その隣の自己啓発コーナーに目を移すと、『40歳からの人生』だの『人生、70歳からが本番』、はたまた『30歳までに知っておくべき人生の基本』、『がんばらない。』といった本が並んでいた。

20代、30代の頃にはこの手の本をむさぼるように読んでいた記憶があるが、60歳を超えた今となってはそこまで食指も動かない。

しかし少し気になって『人生は60歳から』という本を手に取って見た。

ざっと目次を眺め、気になった箇所をぱらぱらとめくって読んでみる。

大体、こういう本は出版社と作者が儲けたいだけで、たいしたことは書いていない。

分かってはいても、60代という本のタイトルに当てはまる自身を顧みて、ページをめくる手が止まらない。


「あら、こんなところにいた」

背後から妻の声がして思わず全身がびくりと反応した。

「そんな本読んでも何も変わりませんよ」

妻が子供のいたずらを見つけたかのように言う。

「わ、分かってるよ」

俺は急いで本を元あった場所に戻すと、「こういうのは気休めでしかないからな」と念を押した。

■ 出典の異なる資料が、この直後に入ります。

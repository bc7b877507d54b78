// ==========================================
// 入库批次汇总引擎 - SQLite 连接初始化
// ==========================================
// 目标:
// - 统一所有 Connection::open 的 PRAGMA 行为
// - 统一 busy_timeout，减少并发写入时的偶发 busy 错误
// ==========================================

use rusqlite::Connection;
use std::path::PathBuf;
use std::time::Duration;

/// 默认 busy_timeout（毫秒）
pub const DEFAULT_BUSY_TIMEOUT_MS: u64 = 5_000;

/// 指定配置库路径的环境变量
pub const DB_PATH_ENV: &str = "BATCH_SUMMARY_DB_PATH";

/// 配置 SQLite 连接的统一 PRAGMA
///
/// 说明：foreign_keys 与 busy_timeout 需要“每个连接”单独配置
pub fn configure_sqlite_connection(conn: &Connection) -> rusqlite::Result<()> {
    conn.execute_batch("PRAGMA foreign_keys = ON;")?;
    conn.busy_timeout(Duration::from_millis(DEFAULT_BUSY_TIMEOUT_MS))?;
    Ok(())
}

/// 打开 SQLite 连接并应用统一配置
pub fn open_sqlite_connection(db_path: &str) -> rusqlite::Result<Connection> {
    let conn = Connection::open(db_path)?;
    configure_sqlite_connection(&conn)?;
    Ok(conn)
}

/// 默认配置库路径
///
/// 优先级: 环境变量 > 用户数据目录 > 当前目录
pub fn default_db_path() -> PathBuf {
    if let Ok(path) = std::env::var(DB_PATH_ENV) {
        let trimmed = path.trim();
        if !trimmed.is_empty() {
            return PathBuf::from(trimmed);
        }
    }

    match dirs::data_dir() {
        Some(data_dir) => data_dir.join("batch-summary").join("batch_summary.db"),
        None => PathBuf::from("./batch_summary.db"),
    }
}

結局、妻は文庫の小説を一冊、俺は何も買わずに本屋を出た。


「あの本、買わなくてよかったの?」

と帰りの電車の中で妻が問う。

「いいんだ。ああいうのは、自己満足の本だから」


それっきり、あの本のことは忘れていた。


『人生は60歳から』

という本のタイトルを見ることになるのは、次の誕生日のサプライズを待つことになる。